J’ai mis de l’avant, il y a de nombreuses années, le principe d’Etuaptmumk, ou « Voir avec deux yeux », comme principe de coapprentissage. Ce principe nous aide à comprendre que le fait d’être disposé à tenir compte d’au moins deux points de vue est beaucoup plus susceptible de produire un résultat satisfaisant, quelle que soit la situation. Comme tel, Etuaptmumk/« Voir avec deux yeux » peut être compris comme le don de perspectives multiples, cher au peuple Mi’kmaq et probablement à la plupart des peuples autochtones. Notre monde actuel offre de nombreux domaines où ce principe, ce don, est extrêmement pertinent, notamment ceux de l’éducation, de la santé et de l’environnement. J’ai souvent décrit ce principe comme suit :
« Je, vous et nous avons besoin d’apprendre à voir d’un œil, avec ce qu’il y a de meilleur dans les savoirs et les modes de connaissance autochtones… et d’apprendre à voir de l’autre œil, avec ce qu’il y a de meilleur dans les savoirs et modes de connaissance conventionnels (occidentaux ou eurocentriques)… mais surtout, je, vous et nous devons apprendre à voir avec ces deux yeux ensemble, pour le bien commun. »

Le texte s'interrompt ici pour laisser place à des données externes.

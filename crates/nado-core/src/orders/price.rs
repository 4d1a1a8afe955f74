//! Price-trigger order construction.

use alloy_primitives::B256;
use tracing::debug;

use super::trigger::{
    Dependency, PlaceTriggerOrderParams, PriceRequirement, PriceTriggerData, TriggerCriteria,
};
use crate::appendix::{AppendixBuilder, TriggerType};
use crate::expiration::{now_secs, OrderType, PRICE_TRIGGER_DEFAULT_EXPIRATION_SECS};
use crate::request::OrderParams;
use crate::Result;

/// Builder for orders that go live once a price condition holds.
#[derive(Debug, Clone, PartialEq)]
pub struct PriceTriggerOrderBuilder {
    product_id: u32,
    sender: B256,
    price_x18: i128,
    amount_x18: i128,
    requirement: PriceRequirement,
    order_type: OrderType,
    reduce_only: bool,
    isolated_margin: Option<u128>,
    expiration: Option<u64>,
    nonce: Option<u64>,
    spot_leverage: Option<bool>,
    id: Option<u64>,
    dependency: Option<Dependency>,
}

impl PriceTriggerOrderBuilder {
    pub fn new(
        product_id: u32,
        sender: B256,
        price_x18: i128,
        amount_x18: i128,
        requirement: PriceRequirement,
    ) -> Self {
        Self {
            product_id,
            sender,
            price_x18,
            amount_x18,
            requirement,
            order_type: OrderType::Default,
            reduce_only: false,
            isolated_margin: None,
            expiration: None,
            nonce: None,
            spot_leverage: None,
            id: None,
            dependency: None,
        }
    }

    /// Like [`new`](Self::new) with a symbolic kind such as `"last_price_above"`.
    pub fn with_kind(
        product_id: u32,
        sender: B256,
        price_x18: i128,
        amount_x18: i128,
        kind: &str,
        trigger_price_x18: i128,
    ) -> Result<Self> {
        let requirement = PriceRequirement::parse(kind, trigger_price_x18)?;
        Ok(Self::new(product_id, sender, price_x18, amount_x18, requirement))
    }

    pub fn order_type(mut self, order_type: OrderType) -> Self {
        self.order_type = order_type;
        self
    }

    pub fn reduce_only(mut self, reduce_only: bool) -> Self {
        self.reduce_only = reduce_only;
        self
    }

    /// Place the triggered order with isolated margin.
    pub fn isolated_margin(mut self, margin_x18: u128) -> Self {
        self.isolated_margin = Some(margin_x18);
        self
    }

    pub fn expiration(mut self, expiration: u64) -> Self {
        self.expiration = Some(expiration);
        self
    }

    pub fn nonce(mut self, nonce: u64) -> Self {
        self.nonce = Some(nonce);
        self
    }

    pub fn spot_leverage(mut self, spot_leverage: bool) -> Self {
        self.spot_leverage = Some(spot_leverage);
        self
    }

    pub fn id(mut self, id: u64) -> Self {
        self.id = Some(id);
        self
    }

    /// Fire only after the order with `digest` fills.
    pub fn dependency(mut self, digest: B256, on_partial_fill: bool) -> Self {
        self.dependency = Some(Dependency {
            digest,
            on_partial_fill,
        });
        self
    }

    pub fn build(&self) -> Result<PlaceTriggerOrderParams> {
        self.build_at(now_secs())
    }

    /// Build with the 7-day default expiration counted from `now`.
    pub fn build_at(&self, now: u64) -> Result<PlaceTriggerOrderParams> {
        let mut appendix = AppendixBuilder::new(self.order_type)
            .reduce_only(self.reduce_only)
            .trigger_type(TriggerType::Price);
        if let Some(margin) = self.isolated_margin {
            appendix = appendix.isolated_margin(margin);
        }
        let appendix = appendix.build()?;

        let expiration = self
            .expiration
            .unwrap_or(now.saturating_add(PRICE_TRIGGER_DEFAULT_EXPIRATION_SECS));

        debug!(
            product_id = self.product_id,
            kind = %self.requirement.kind(),
            appendix = %appendix,
            "price trigger order built"
        );

        Ok(PlaceTriggerOrderParams {
            product_id: self.product_id,
            order: OrderParams {
                sender: self.sender,
                price_x18: self.price_x18,
                amount: self.amount_x18,
                expiration,
                nonce: self.nonce,
                appendix,
            },
            trigger: TriggerCriteria::PriceTrigger(PriceTriggerData {
                price_requirement: self.requirement,
                dependency: self.dependency,
            }),
            signature: None,
            digest: None,
            spot_leverage: self.spot_leverage,
            id: self.id,
        })
    }
}
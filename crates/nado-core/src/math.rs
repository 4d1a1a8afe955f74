//! Fixed-point helpers for x18 amounts and prices.

use rust_decimal::prelude::ToPrimitive;
use rust_decimal::Decimal;

use crate::{Error, Result};

/// Scale an integer by `10^decimals`.
pub fn to_pow_10(value: i128, decimals: u32) -> Result<i128> {
    10i128
        .checked_pow(decimals)
        .and_then(|scale| value.checked_mul(scale))
        .ok_or_else(|| Error::encoding(format!("{value} x 10^{decimals} overflows int128")))
}

pub fn to_x18(value: i128) -> Result<i128> {
    to_pow_10(value, 18)
}

/// Convert a decimal to its x18 integer form, truncating past 18 places.
pub fn decimal_to_x18(value: Decimal) -> Result<i128> {
    let giga = Decimal::from(1_000_000_000u64);
    value
        .checked_mul(giga)
        .and_then(|v| v.checked_mul(giga))
        .and_then(|scaled| scaled.trunc().to_i128())
        .ok_or_else(|| Error::encoding(format!("{value} does not fit in x18 form")))
}

/// Integer division by `10^decimals`.
pub fn from_pow_10(value: i128, decimals: u32) -> i128 {
    10i128.checked_pow(decimals).map(|scale| value / scale).unwrap_or(0)
}

pub fn from_x18(value: i128) -> i128 {
    from_pow_10(value, 18)
}
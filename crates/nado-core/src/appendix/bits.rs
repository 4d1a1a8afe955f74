//! Bit layout of the 128-bit order appendix.
//!
//! ```text
//! | value   | reserved | trigger | reduce only | order type | isolated | version |
//! | 96 bits | 18 bits  | 2 bits  | 1 bit       | 2 bits     | 1 bit    | 8 bits  |
//! | 127..32 | 31..14   | 13..12  | 11          | 10..9      | 8        | 7..0    |
//! ```

pub const VERSION_BITS: u32 = 8;
pub const ISOLATED_BITS: u32 = 1;
pub const ORDER_TYPE_BITS: u32 = 2;
pub const REDUCE_ONLY_BITS: u32 = 1;
pub const TRIGGER_TYPE_BITS: u32 = 2;
pub const RESERVED_BITS: u32 = 18;
pub const VALUE_BITS: u32 = 96;

pub const VERSION_SHIFT: u32 = 0;
pub const ISOLATED_SHIFT: u32 = 8;
pub const ORDER_TYPE_SHIFT: u32 = 9;
pub const REDUCE_ONLY_SHIFT: u32 = 11;
pub const TRIGGER_TYPE_SHIFT: u32 = 12;
pub const RESERVED_SHIFT: u32 = 14;
pub const VALUE_SHIFT: u32 = 32;

pub const VERSION_MASK: u128 = mask(VERSION_BITS);
pub const ISOLATED_MASK: u128 = mask(ISOLATED_BITS);
pub const ORDER_TYPE_MASK: u128 = mask(ORDER_TYPE_BITS);
pub const REDUCE_ONLY_MASK: u128 = mask(REDUCE_ONLY_BITS);
pub const TRIGGER_TYPE_MASK: u128 = mask(TRIGGER_TYPE_BITS);
pub const RESERVED_MASK: u128 = mask(RESERVED_BITS);
pub const VALUE_MASK: u128 = mask(VALUE_BITS);

/// TWAP packing inside the 96-bit value field (LSB first):
/// reserved `31..0`, slippage x 1e6 `63..32`, times `95..64`.
pub mod twap {
    use super::mask;

    pub const RESERVED_BITS: u32 = 32;
    pub const SLIPPAGE_BITS: u32 = 32;
    pub const TIMES_BITS: u32 = 32;

    pub const RESERVED_SHIFT: u32 = 0;
    pub const SLIPPAGE_SHIFT: u32 = 32;
    pub const TIMES_SHIFT: u32 = 64;

    pub const RESERVED_MASK: u128 = mask(RESERVED_BITS);
    pub const SLIPPAGE_MASK: u128 = mask(SLIPPAGE_BITS);
    pub const TIMES_MASK: u128 = mask(TIMES_BITS);

    /// Slippage is stored with six decimal places.
    pub const SLIPPAGE_SCALE: u32 = 1_000_000;
    pub const SLIPPAGE_DECIMALS: u32 = 6;
}

/// All-ones mask of `width` bits.
pub const fn mask(width: u32) -> u128 {
    if width >= 128 {
        u128::MAX
    } else {
        (1u128 << width) - 1
    }
}

#[cfg(test)]
mod tests {
    use super::*;

    #[test]
    fn test_field_widths_cover_128_bits() {
        let total = VERSION_BITS
            + ISOLATED_BITS
            + ORDER_TYPE_BITS
            + REDUCE_ONLY_BITS
            + TRIGGER_TYPE_BITS
            + RESERVED_BITS
            + VALUE_BITS;
        assert_eq!(total, 128);
        assert_eq!(twap::RESERVED_BITS + twap::SLIPPAGE_BITS + twap::TIMES_BITS, VALUE_BITS);
    }

    #[test]
    fn test_shifts_are_contiguous() {
        assert_eq!(ISOLATED_SHIFT, VERSION_SHIFT + VERSION_BITS);
        assert_eq!(ORDER_TYPE_SHIFT, ISOLATED_SHIFT + ISOLATED_BITS);
        assert_eq!(REDUCE_ONLY_SHIFT, ORDER_TYPE_SHIFT + ORDER_TYPE_BITS);
        assert_eq!(TRIGGER_TYPE_SHIFT, REDUCE_ONLY_SHIFT + REDUCE_ONLY_BITS);
        assert_eq!(RESERVED_SHIFT, TRIGGER_TYPE_SHIFT + TRIGGER_TYPE_BITS);
        assert_eq!(VALUE_SHIFT, RESERVED_SHIFT + RESERVED_BITS);
    }

    #[test]
    fn test_masks() {
        assert_eq!(VERSION_MASK, 255);
        assert_eq!(ISOLATED_MASK, 1);
        assert_eq!(ORDER_TYPE_MASK, 3);
        assert_eq!(REDUCE_ONLY_MASK, 1);
        assert_eq!(TRIGGER_TYPE_MASK, 3);
        assert_eq!(RESERVED_MASK, (1 << 18) - 1);
        assert_eq!(VALUE_MASK, (1u128 << 96) - 1);
        assert_eq!(mask(128), u128::MAX);
    }
}
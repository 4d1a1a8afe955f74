//! Subaccount identifiers.
//!
//! A subaccount is addressed on the wire as 32 bytes: the 20-byte owner
//! address followed by a 12-byte name, right-padded with zeros.

use alloy_primitives::{Address, B256};
use serde::{Deserialize, Serialize};
use std::str::FromStr;

use crate::{Error, Result};

/// Name used when none is given.
pub const DEFAULT_SUBACCOUNT_NAME: &str = "default";

const NAME_LEN: usize = 12;

/// Owner address plus subaccount name.
#[derive(Debug, Clone, PartialEq, Eq, Hash, Serialize, Deserialize)]
pub struct Subaccount {
    pub owner: Address,
    pub name: String,
}

impl Subaccount {
    pub fn new(owner: Address, name: impl Into<String>) -> Self {
        Self {
            owner,
            name: name.into(),
        }
    }

    /// The owner's "default" subaccount.
    pub fn default_for(owner: Address) -> Self {
        Self::new(owner, DEFAULT_SUBACCOUNT_NAME)
    }

    pub fn to_bytes32(&self) -> Result<B256> {
        subaccount_to_bytes32(self.owner, &self.name)
    }

    pub fn to_hex(&self) -> Result<String> {
        Ok(bytes32_to_hex(&self.to_bytes32()?))
    }
}

impl FromStr for Subaccount {
    type Err = Error;

    /// Parse a 32-byte hex sender back into owner and name.
    fn from_str(s: &str) -> Result<Self> {
        let bytes = hex_to_bytes32(s)?;
        let owner = Address::from_slice(&bytes[..20]);
        let name_bytes: Vec<u8> = bytes[20..]
            .iter()
            .copied()
            .take_while(|b| *b != 0)
            .collect();
        let name = String::from_utf8(name_bytes)
            .map_err(|e| Error::encoding(format!("Subaccount name is not UTF-8: {e}")))?;
        Ok(Self { owner, name })
    }
}

/// Encode a subaccount name as 12 bytes, right-padded with zeros.
pub fn subaccount_name_to_bytes12(name: &str) -> Result<[u8; NAME_LEN]> {
    let raw = name.as_bytes();
    if raw.len() > NAME_LEN {
        return Err(Error::encoding(format!(
            "Subaccount name {name:?} is longer than {NAME_LEN} bytes"
        )));
    }
    let mut out = [0u8; NAME_LEN];
    out[..raw.len()].copy_from_slice(raw);
    Ok(out)
}

pub fn subaccount_to_bytes32(owner: Address, name: &str) -> Result<B256> {
    let mut out = [0u8; 32];
    out[..20].copy_from_slice(owner.as_slice());
    out[20..].copy_from_slice(&subaccount_name_to_bytes12(name)?);
    Ok(B256::from(out))
}

/// Canonical lowercase `0x`-prefixed form.
pub fn bytes32_to_hex(bytes: &B256) -> String {
    format!("0x{}", hex::encode(bytes.as_slice()))
}

/// Parse hex into 32 bytes. Shorter input is right-padded with zeros.
pub fn hex_to_bytes32(s: &str) -> Result<B256> {
    let clean = s.trim().trim_start_matches("0x");
    let raw = hex::decode(clean).map_err(|e| Error::encoding(format!("Invalid hex {s:?}: {e}")))?;
    if raw.len() > 32 {
        return Err(Error::encoding(format!(
            "Hex value {s:?} is longer than 32 bytes"
        )));
    }
    let mut out = [0u8; 32];
    out[..raw.len()].copy_from_slice(&raw);
    Ok(B256::from(out))
}

/// Re-encode a sender in canonical hex form.
pub fn normalize_sender(sender: &str) -> Result<String> {
    Ok(bytes32_to_hex(&hex_to_bytes32(sender)?))
}

#[cfg(test)]
mod tests {
    use super::*;

    const OWNER: &str = "0x841fe4876763357975d60da128d8a54bb045d76a";
    const SENDER: &str = "0x841fe4876763357975d60da128d8a54bb045d76a64656661756c740000000000";

    #[test]
    fn test_default_subaccount_bytes32() {
        let owner: Address = OWNER.parse().unwrap();
        let sub = Subaccount::default_for(owner);
        assert_eq!(sub.to_hex().unwrap(), SENDER);
    }

    #[test]
    fn test_parse_sender() {
        let sub: Subaccount = SENDER.parse().unwrap();
        assert_eq!(sub.owner, OWNER.parse::<Address>().unwrap());
        assert_eq!(sub.name, "default");
    }

    #[test]
    fn test_name_too_long() {
        let owner: Address = OWNER.parse().unwrap();
        assert!(subaccount_to_bytes32(owner, "thirteen-char").is_err());
        assert!(subaccount_to_bytes32(owner, "twelve-chars").is_ok());
    }

    #[test]
    fn test_hex_to_bytes32_padding() {
        let bytes = hex_to_bytes32("0xabcd").unwrap();
        assert_eq!(bytes[0], 0xab);
        assert_eq!(bytes[1], 0xcd);
        assert!(bytes[2..].iter().all(|b| *b == 0));
        assert!(hex_to_bytes32(&format!("0x{}", "11".repeat(33))).is_err());
        assert!(hex_to_bytes32("0xzz").is_err());
    }

    #[test]
    fn test_normalize_sender() {
        let upper = SENDER.to_uppercase().replacen("0X", "0x", 1);
        assert_eq!(normalize_sender(&upper).unwrap(), SENDER);
        assert_eq!(normalize_sender(SENDER.trim_start_matches("0x")).unwrap(), SENDER);
    }
}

D’après mon expérience, nombreux sont les gens partout au Canada qui souhaitent réunir les modes de connaissance des peuples autochtones et ceux des nouveaux arrivants. Des approches et des noms différents sont employés pour désigner cet exercice, et Etuaptmumk/« Voir avec deux yeux », n’en est qu’un parmi bien d’autres. Cela dit, cet exercice n’en est pas plus facile pour autant. J’insiste toujours pourtant sur le fait que le processus de coapprentissage est essentiel si l’on veut développer et entretenir une compréhension et des capacités collectives et collaboratives. Sinon, cet exercice peut trop facilement glisser vers une approche paresseuse, purement formelle, où Etuaptmumk/« Voir avec deux yeux » et d’autres efforts similaires deviennent rapidement un jargon banalisé, romancé, récupéré ou utilisé comme « mécanisme » dont les connaissances sont simplement assemblées, et d’où le coapprentissage Etuaptmumk/« Voir avec deux yeux » est absent. C’est pourquoi nous avons besoin d’un coapprentissage continu dans nos salles de classe. Mais nous devons aussi agir selon la reconnaissance qu’il existe de nombreux milieux d’apprentissage informels dans l’ensemble de nos collectivités et de la société… et que le coapprentissage doit se faire dans ces milieux aussi bien que dans le cadre scolaire. Je crois par conséquent que ce besoin éducationnel est vaste et profond.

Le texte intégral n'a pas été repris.